Incluir essa pauta em um dia de celebrar a juventude não foi uma escolha à toa. De acordo com uma pesquisa realizada pelo psiquiatra norte-americano Ronald C. Kessler, da Universidade de Harvard, cerca de 50% dos casos de transtorno mental têm início antes dos 15 anos. A adolescência é uma fase crítica e de alta vulnerabilidade, com mudanças fisiológicas da puberdade e impacto na regulação emocional. Em contrapartida, esse momento também oferece um grande potencial de prevenção, mas, para isso, exige uma nova cultura de cuidado que vá além do diagnóstico, com escuta qualificada e políticas públicas integradas que promovam o bem-estar nos espaços onde os jovens vivem, estudam, trabalham e interagem.

Nesse sentido, a escola se destaca como ambiente prioritário para a promoção da saúde mental. É o espaço onde as crianças e os adolescentes passam boa parte dos seus dias, não apenas para aprender português ou matemática, mas também para construir suas identidades, conviver em sociedade e se formar integralmente enquanto cidadãos.

A experiência mostra que programas estruturados em escolas podem reduzir fatores de risco, melhorar o clima no ambiente de educação e fortalecer os vínculos entre os jovens e a comunidade escolar.
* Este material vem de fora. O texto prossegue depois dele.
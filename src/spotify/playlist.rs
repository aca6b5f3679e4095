use std::time::Duration;

use indicatif::{ProgressBar, ProgressStyle};
use reqwest::{Client, StatusCode, header::RETRY_AFTER};
use serde::de::DeserializeOwned;
use tokio::time::sleep;

use crate::{
    config::SpotifyConfig,
    error::AppError,
    management::TokenManager,
    model::{Artist, Song},
    types::{PlaylistResponse, PlaylistTracksPage, TrackObject},
};

pub const UNKNOWN_ALBUM: &str = "Unknown Album";
pub const UNKNOWN_ARTIST: &str = "Unknown Artist";
pub const UNTITLED: &str = "Untitled";

const PAGE_SIZE: u32 = 100;
const MAX_RETRIES: u32 = 3;
const BAD_GATEWAY_DELAY: Duration = Duration::from_secs(10);
const TRACK_FIELDS: &str =
    "items(track(id,name,type,explicit,duration_ms,album(name),artists(id,name))),next,total";

/// A playlist as delivered by the upstream service, ready for aggregation.
#[derive(Debug, Clone)]
pub struct FetchedPlaylist {
    pub id: String,
    pub name: String,
    pub songs: Vec<Song>,
}

/// Something that can deliver the songs of a playlist.
///
/// The CLI only talks to this trait, so tests can hand it a fixed playlist
/// instead of a live Spotify client.
#[allow(async_fn_in_trait)]
pub trait PlaylistSource {
    async fn fetch_playlist(&mut self, playlist_id: &str) -> Result<FetchedPlaylist, AppError>;
}

/// Spotify Web API client holding the configuration and the token cache.
pub struct SpotifyClient {
    http: Client,
    config: SpotifyConfig,
    tokens: TokenManager,
    retry_delay: Duration,
}

impl SpotifyClient {
    pub fn new(config: SpotifyConfig, tokens: TokenManager) -> Self {
        Self {
            http: Client::new(),
            config,
            tokens,
            retry_delay: BAD_GATEWAY_DELAY,
        }
    }

    /// Overrides the pause before retrying a 502 response.
    pub fn with_retry_delay(mut self, retry_delay: Duration) -> Self {
        self.retry_delay = retry_delay;
        self
    }

    /// Builds a client from the cached token written by `playlab auth`.
    pub async fn from_cache(config: SpotifyConfig) -> Result<Self, AppError> {
        let tokens = TokenManager::load().await.map_err(|e| {
            AppError::UpstreamUnavailable(format!(
                "no Spotify token found, run playlab auth first ({})",
                e
            ))
        })?;
        Ok(Self::new(config, tokens))
    }

    async fn get_json<T: DeserializeOwned>(
        &mut self,
        url: &str,
        query: &[(&str, String)],
        playlist_id: &str,
    ) -> Result<T, AppError> {
        let mut attempt = 0;

        loop {
            let token = self.tokens.get_valid_token(&self.config).await?;
            let response = self
                .http
                .get(url)
                .query(query)
                .bearer_auth(token)
                .send()
                .await?;

            let status = response.status();
            if status.is_success() {
                return Ok(response.json::<T>().await?);
            }

            attempt += 1;
            match status {
                StatusCode::BAD_GATEWAY if attempt <= MAX_RETRIES => {
                    log::warn!("spotify returned 502 for {}, retrying", url);
                    sleep(self.retry_delay).await;
                }
                StatusCode::TOO_MANY_REQUESTS if attempt <= MAX_RETRIES => {
                    let wait = response
                        .headers()
                        .get(RETRY_AFTER)
                        .and_then(|v| v.to_str().ok())
                        .and_then(|v| v.parse::<u64>().ok())
                        .unwrap_or(1);
                    log::warn!("rate limited by spotify, waiting {}s", wait);
                    sleep(Duration::from_secs(wait)).await;
                }
                StatusCode::NOT_FOUND => return Err(AppError::NotFound(playlist_id.to_string())),
                StatusCode::UNAUTHORIZED | StatusCode::FORBIDDEN => {
                    return Err(AppError::UpstreamUnavailable(format!(
                        "spotify rejected the credentials ({}), run playlab auth",
                        status
                    )));
                }
                _ => {
                    return Err(AppError::UpstreamUnavailable(format!(
                        "spotify responded with {}",
                        status
                    )));
                }
            }
        }
    }
}

impl PlaylistSource for SpotifyClient {
    async fn fetch_playlist(&mut self, playlist_id: &str) -> Result<FetchedPlaylist, AppError> {
        let pb = ProgressBar::new_spinner();
        pb.set_message("Fetching playlist...");
        pb.enable_steady_tick(Duration::from_millis(100));
        pb.set_style(
            ProgressStyle::with_template("{spinner:.blue} {msg}")
                .unwrap_or_else(|_| ProgressStyle::default_spinner())
                .tick_chars("⠋⠙⠹⠸⠼⠴⠦⠧⠇⠏"),
        );

        let result = self.fetch_all(playlist_id, &pb).await;
        pb.finish_and_clear();
        result
    }
}

impl SpotifyClient {
    async fn fetch_all(
        &mut self,
        playlist_id: &str,
        pb: &ProgressBar,
    ) -> Result<FetchedPlaylist, AppError> {
        let playlist_url = format!("{}/playlists/{}", self.config.api_url, playlist_id);
        let playlist: PlaylistResponse = self
            .get_json(&playlist_url, &[("fields", "id,name".to_string())], playlist_id)
            .await?;

        let mut songs: Vec<Song> = Vec::new();
        let mut next_url = Some(format!("{}/tracks", playlist_url));
        let mut query = vec![
            ("limit", PAGE_SIZE.to_string()),
            ("offset", "0".to_string()),
            ("fields", TRACK_FIELDS.to_string()),
            ("additional_types", "track".to_string()),
        ];

        while let Some(url) = next_url {
            let page: PlaylistTracksPage = self.get_json(&url, &query, playlist_id).await?;
            // the `next` link already carries every query parameter
            query.clear();

            for item in page.items {
                if let Some(song) = item.track.and_then(song_from_track) {
                    songs.push(song);
                }
            }

            pb.set_message(format!(
                "Fetched {}/{} tracks of '{}'...",
                songs.len(),
                page.total.unwrap_or(0),
                playlist.name
            ));
            log::debug!("fetched {} songs so far", songs.len());
            next_url = page.next;
        }

        Ok(FetchedPlaylist {
            id: playlist.id,
            name: playlist.name,
            songs,
        })
    }
}

/// Maps a remote track record into a [`Song`].
///
/// Podcast episodes are skipped. Missing album or artist names fall back to
/// placeholders, a track without artists is credited to a single unknown
/// artist and negative durations are clamped to zero.
pub fn song_from_track(track: TrackObject) -> Option<Song> {
    if track.kind.as_deref().is_some_and(|k| k != "track") {
        return None;
    }

    let mut artists: Vec<Artist> = track
        .artists
        .into_iter()
        .map(|a| {
            Artist::new(
                a.id.unwrap_or_default(),
                a.name
                    .filter(|n| !n.is_empty())
                    .unwrap_or_else(|| UNKNOWN_ARTIST.to_string()),
            )
        })
        .collect();
    if artists.is_empty() {
        artists.push(Artist::new("", UNKNOWN_ARTIST));
    }

    let id = track.id.unwrap_or_default();
    let raw_duration = track.duration_ms.unwrap_or(0);
    if raw_duration < 0 {
        log::warn!("track {} has negative duration {}, using 0", id, raw_duration);
    }

    let album = track
        .album
        .and_then(|a| a.name)
        .filter(|n| !n.is_empty())
        .unwrap_or_else(|| UNKNOWN_ALBUM.to_string());

    Song::new(
        id,
        track.name.unwrap_or_else(|| UNTITLED.to_string()),
        album,
        artists,
        raw_duration.max(0) as u64,
        track.explicit.unwrap_or(false),
    )
    .ok()
}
Com a aprovação da Base Nacional Comum Curricular (BNCC), por exemplo, ficou estabelecido o desenvolvimento de habilidades socioemocionais em todos os níveis da educação básica. Já o Programa Saúde na Escola (PSE), do Ministério da Educação (MEC), também é um exemplo importante por incluir a saúde mental e a prevenção às violências como prioridade. Assim como a aprovação da Política Nacional de Atenção Psicossocial nas Comunidades Escolares (Lei 14.819/2024), ferramenta que amplia o horizonte dessa atuação integrada.
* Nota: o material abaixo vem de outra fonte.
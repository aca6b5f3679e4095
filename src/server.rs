use axum::{Extension, Router, routing::get};
use std::{net::SocketAddr, str::FromStr, sync::Arc};
use tokio::{net::TcpListener, sync::Mutex, task::JoinHandle};

use crate::{api, config::SpotifyConfig, error::AppError, types::PkceToken};

/// Binds the callback server and serves `/health` and the OAuth `/callback`
/// in a background task until the returned handle is aborted.
///
/// Address and bind failures are returned before anything is spawned.
pub async fn start_api_server(
    config: Arc<SpotifyConfig>,
    state: Arc<Mutex<Option<PkceToken>>>,
) -> Result<JoinHandle<()>, AppError> {
    let addr = SocketAddr::from_str(&config.server_addr).map_err(|e| {
        AppError::Config(format!(
            "failed to parse server address {}: {}",
            config.server_addr, e
        ))
    })?;

    let listener = TcpListener::bind(&addr)
        .await
        .map_err(|e| AppError::Config(format!("failed to bind {}: {}", addr, e)))?;
    log::debug!("callback server listening on {}", addr);

    let app = Router::new()
        .route("/health", get(api::health))
        .route("/callback", get(api::callback))
        .layer(Extension(state))
        .layer(Extension(config));

    Ok(tokio::spawn(async move {
        if let Err(e) = axum::serve(listener, app).await {
            log::error!("callback server stopped: {}", e);
        }
    }))
}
Não podemos esquecer aqueles que vivem a realidade escolar todos os dias. A escuta e o protagonismo infantojuvenil precisam deixar de ser apenas discursos simbólicos e passar a orientar as políticas públicas voltadas para essa etapa do desenvolvimento. Quando ouvidos de forma qualificada, eles ajudam a construir respostas mais conectadas com a realidade dos territórios escolares e ampliam a potência de ações intersetoriais. 
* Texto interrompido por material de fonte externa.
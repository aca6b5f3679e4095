//! # Spotify Integration Module
//!
//! The upstream collaborator of PlayLab: everything that talks to the Spotify
//! Web API lives here.
//!
//! ```text
//! CLI (analyze, auth)
//!          ↓
//! PlaylistSource ── SpotifyClient
//!     ├── Authentication (OAuth 2.0 PKCE)
//!     └── Playlist retrieval (paginated)
//!          ↓
//! HTTP Layer (reqwest, JSON)
//!          ↓
//! Spotify Web API
//! ```
//!
//! ## Authentication
//!
//! [`auth`] implements the PKCE flow: a random verifier and its SHA256
//! challenge, the user's browser for authorization, a temporary local server
//! for the callback and the code exchange. Tokens are cached by
//! [`crate::management::TokenManager`] and refreshed shortly before expiry.
//!
//! ## Playlist retrieval
//!
//! [`playlist`] fetches the playlist name and then pages through its tracks
//! 100 at a time, following the `next` link until it is null. Each remote
//! track is normalized into a [`crate::model::Song`].
//!
//! A client is built once per run and passed to whatever needs it; there is
//! no process-wide client.
//!
//! ## Errors
//!
//! - 502 responses are retried after ten seconds, 429 responses after the
//!   `Retry-After` delay, at most three times
//! - 404 becomes [`crate::error::AppError::NotFound`]
//! - authentication and transport failures become
//!   [`crate::error::AppError::UpstreamUnavailable`]
//!
//! ## Endpoints
//!
//! - `GET /playlists/{id}` - playlist name
//! - `GET /playlists/{id}/tracks` - playlist items
//! - `POST /api/token` - token exchange and refresh

pub mod auth;
pub mod playlist;

pub use playlist::{FetchedPlaylist, PlaylistSource, SpotifyClient};
use axum::response::Json;
use serde_json::{Value, json};

pub async fn health() -> Json<Value> {
    Json(json!({
        "status": "ok",
        "name": env!("CARGO_PKG_NAME"),
        "version": env!("CARGO_PKG_VERSION")
    }))
}
//! # CLI Module
//!
//! The presentation layer of PlayLab. It turns user input into calls on the
//! Spotify client and the statistics aggregation, and renders the results.
//!
//! ## Commands
//!
//! - [`auth`] - runs the Spotify OAuth PKCE flow and caches the token
//! - [`analyze`] - fetches a playlist, computes its statistics and prints them
//!   as cards, optionally with the complete artist ranking or as JSON
//!
//! ## Error handling
//!
//! Invalid playlist links and connection problems are reported with a single
//! message. A playlist without tracks is not an error, it is reported as
//! having nothing to analyze. Anything else is logged and reported as a
//! generic failure.
//!
//! ```bash
//! playlab auth
//! playlab analyze https://open.spotify.com/playlist/37i9dQZF1DXcBWIGoYBM5M
//! playlab analyze --all-artists --top 10
//! ```

mod analyze;
mod auth;
pub mod render;

pub use analyze::AnalyzeOptions;
pub use analyze::analyze;
pub use analyze::analyze_playlist;
pub use analyze::report;
pub use auth::auth;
Outro aspecto que não pode ser ignorado é o impacto das telas no bem-estar mental de crianças e adolescentes, que passam muito tempo conectados. Como mostra a publicação recente do 6º Fórum de Políticas Públicas da Saúde na Infância, um trabalho liderado pelo psiquiatra Rodrigo Bressan indicou que o tempo médio que os jovens acompanhados pelo estudo passam no TikTok diariamente é de 4 horas e 37 minutos, com picos de acesso durante a madrugada. Já o psicólogo social norte-americano Jonathan Haidt, autor de Geração ansiosa, explicita como o aumento do uso de smartphones coincide com a elevação nos índices de suicídio e autolesão entre os jovens, em diversos países do mundo. Além de substituir cada vez mais o tempo e espaço dedicados à socialização presencial e às brincadeiras ao ar livre, esses dispositivos são fontes frequentes de distração, a partir de aplicativos com características altamente viciantes, estimulando o uso passivo e prolongado.

A resposta para esse problema precisa ser multidimensional, e a escola desponta como uma parceira extremamente importante das famílias para estabelecer regras claras e contextualizadas de uso e desenvolver uma educação digital crítica, capaz de formar jovens mais conscientes dos efeitos da exposição online e preparados para fazer escolhas mais saudáveis.

Na semana em que comemoramos o Dia Internacional da Juventude, mais do que celebrar, é tempo de reafirmar compromissos. Com o direito à saúde mental como norte, famílias, comunidade escolar e tomadores de decisão devem atuar de forma integrada, sempre levando em consideração a escuta ativa de crianças e adolescentes. Só assim, teremos políticas públicas realmente efetivas para aqueles que são, ao mesmo tempo, protagonistas e vítimas de um mundo em transformação. O futuro do país que queremos passa pela promoção de uma infância saudável e equitativa. E o futuro é agora.